(Stored data entries)
<<<<
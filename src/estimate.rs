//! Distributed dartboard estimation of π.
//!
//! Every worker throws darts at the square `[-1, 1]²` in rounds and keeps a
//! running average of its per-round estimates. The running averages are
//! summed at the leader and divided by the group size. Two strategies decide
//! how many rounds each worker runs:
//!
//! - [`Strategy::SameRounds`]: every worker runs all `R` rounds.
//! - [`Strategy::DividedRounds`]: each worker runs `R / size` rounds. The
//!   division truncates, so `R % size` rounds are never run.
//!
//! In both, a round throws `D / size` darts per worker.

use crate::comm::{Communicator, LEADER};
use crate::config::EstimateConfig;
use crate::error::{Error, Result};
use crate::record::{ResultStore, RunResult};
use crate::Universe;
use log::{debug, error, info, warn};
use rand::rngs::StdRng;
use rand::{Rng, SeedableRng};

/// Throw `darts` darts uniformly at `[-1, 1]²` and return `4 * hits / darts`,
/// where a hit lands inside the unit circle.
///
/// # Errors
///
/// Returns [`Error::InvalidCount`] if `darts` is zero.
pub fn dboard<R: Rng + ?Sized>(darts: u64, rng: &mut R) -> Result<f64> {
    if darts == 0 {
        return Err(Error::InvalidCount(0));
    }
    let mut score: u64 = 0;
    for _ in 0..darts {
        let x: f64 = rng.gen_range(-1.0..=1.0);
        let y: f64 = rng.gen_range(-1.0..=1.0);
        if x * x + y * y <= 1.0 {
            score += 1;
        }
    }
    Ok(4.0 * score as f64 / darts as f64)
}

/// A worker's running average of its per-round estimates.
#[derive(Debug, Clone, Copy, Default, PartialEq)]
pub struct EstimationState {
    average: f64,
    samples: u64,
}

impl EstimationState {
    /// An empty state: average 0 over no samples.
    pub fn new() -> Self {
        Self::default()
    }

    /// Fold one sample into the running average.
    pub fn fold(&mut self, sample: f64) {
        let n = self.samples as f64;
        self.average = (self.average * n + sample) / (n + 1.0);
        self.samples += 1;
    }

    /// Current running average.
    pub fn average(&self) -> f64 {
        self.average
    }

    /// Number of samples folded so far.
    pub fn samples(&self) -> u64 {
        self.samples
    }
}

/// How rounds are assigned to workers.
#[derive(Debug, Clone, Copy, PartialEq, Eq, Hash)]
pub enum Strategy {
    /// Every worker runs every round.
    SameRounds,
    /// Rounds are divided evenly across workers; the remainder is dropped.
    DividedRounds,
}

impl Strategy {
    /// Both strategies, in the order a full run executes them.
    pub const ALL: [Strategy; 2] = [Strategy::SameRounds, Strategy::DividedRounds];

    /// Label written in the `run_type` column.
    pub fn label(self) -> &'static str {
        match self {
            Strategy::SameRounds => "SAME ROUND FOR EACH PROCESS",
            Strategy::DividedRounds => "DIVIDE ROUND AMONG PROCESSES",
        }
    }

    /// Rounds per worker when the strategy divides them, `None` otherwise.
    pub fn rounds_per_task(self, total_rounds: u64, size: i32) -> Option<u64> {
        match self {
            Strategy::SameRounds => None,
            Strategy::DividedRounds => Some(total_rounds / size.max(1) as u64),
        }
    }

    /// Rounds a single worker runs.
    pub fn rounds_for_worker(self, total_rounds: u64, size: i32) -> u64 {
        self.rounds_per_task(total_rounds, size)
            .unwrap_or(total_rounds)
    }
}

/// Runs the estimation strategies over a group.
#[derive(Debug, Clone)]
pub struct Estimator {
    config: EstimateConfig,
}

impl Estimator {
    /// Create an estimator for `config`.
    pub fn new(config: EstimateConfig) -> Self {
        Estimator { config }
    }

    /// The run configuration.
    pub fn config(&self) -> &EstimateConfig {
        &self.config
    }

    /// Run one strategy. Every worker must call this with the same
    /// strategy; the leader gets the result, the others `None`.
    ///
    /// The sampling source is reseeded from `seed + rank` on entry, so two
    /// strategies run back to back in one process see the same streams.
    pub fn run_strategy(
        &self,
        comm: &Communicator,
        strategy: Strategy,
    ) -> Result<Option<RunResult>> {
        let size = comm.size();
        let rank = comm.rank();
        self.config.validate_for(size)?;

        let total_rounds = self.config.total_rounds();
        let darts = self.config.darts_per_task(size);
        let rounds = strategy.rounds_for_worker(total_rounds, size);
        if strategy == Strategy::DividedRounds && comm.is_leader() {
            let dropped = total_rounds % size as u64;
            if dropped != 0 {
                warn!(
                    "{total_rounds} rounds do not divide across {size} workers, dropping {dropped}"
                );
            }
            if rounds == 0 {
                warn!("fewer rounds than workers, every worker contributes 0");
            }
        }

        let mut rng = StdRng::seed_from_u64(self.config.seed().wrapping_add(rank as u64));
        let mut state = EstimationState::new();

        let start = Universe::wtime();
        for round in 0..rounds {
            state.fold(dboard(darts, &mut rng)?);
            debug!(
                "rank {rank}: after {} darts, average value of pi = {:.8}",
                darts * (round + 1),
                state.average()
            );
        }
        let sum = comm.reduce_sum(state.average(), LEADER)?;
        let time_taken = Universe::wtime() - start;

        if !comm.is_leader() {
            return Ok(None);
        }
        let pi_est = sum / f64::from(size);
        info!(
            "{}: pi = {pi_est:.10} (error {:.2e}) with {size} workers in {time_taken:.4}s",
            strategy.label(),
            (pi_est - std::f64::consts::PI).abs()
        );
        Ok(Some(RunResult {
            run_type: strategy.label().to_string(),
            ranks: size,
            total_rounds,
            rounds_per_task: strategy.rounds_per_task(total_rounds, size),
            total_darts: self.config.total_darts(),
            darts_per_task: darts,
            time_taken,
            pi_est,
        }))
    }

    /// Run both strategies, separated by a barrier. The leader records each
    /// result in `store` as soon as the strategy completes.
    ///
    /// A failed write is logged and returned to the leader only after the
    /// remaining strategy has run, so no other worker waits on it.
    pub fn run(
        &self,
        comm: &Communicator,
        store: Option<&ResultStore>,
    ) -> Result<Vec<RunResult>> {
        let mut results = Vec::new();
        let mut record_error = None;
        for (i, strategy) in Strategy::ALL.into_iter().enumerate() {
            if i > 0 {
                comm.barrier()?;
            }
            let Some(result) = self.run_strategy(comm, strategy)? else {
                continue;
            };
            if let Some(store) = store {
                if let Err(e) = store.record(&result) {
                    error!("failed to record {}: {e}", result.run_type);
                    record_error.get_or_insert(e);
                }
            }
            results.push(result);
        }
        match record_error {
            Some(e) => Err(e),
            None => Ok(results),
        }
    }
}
>>>>
What the task requires — Return exactly the lines above from the line that has "let size = comm.size();" through the line that has "darts, average value", inclusive, and nothing else.

Response —
        let size = comm.size();
        let rank = comm.rank();
        self.config.validate_for(size)?;

        let total_rounds = self.config.total_rounds();
        let darts = self.config.darts_per_task(size);
        let rounds = strategy.rounds_for_worker(total_rounds, size);
        if strategy == Strategy::DividedRounds && comm.is_leader() {
            let dropped = total_rounds % size as u64;
            if dropped != 0 {
                warn!(
                    "{total_rounds} rounds do not divide across {size} workers, dropping {dropped}"
                );
            }
            if rounds == 0 {
                warn!("fewer rounds than workers, every worker contributes 0");
            }
        }

        let mut rng = StdRng::seed_from_u64(self.config.seed().wrapping_add(rank as u64));
        let mut state = EstimationState::new();

        let start = Universe::wtime();
        for round in 0..rounds {
            state.fold(dboard(darts, &mut rng)?);
            debug!(
                "rank {rank}: after {} darts, average value of pi = {:.8}",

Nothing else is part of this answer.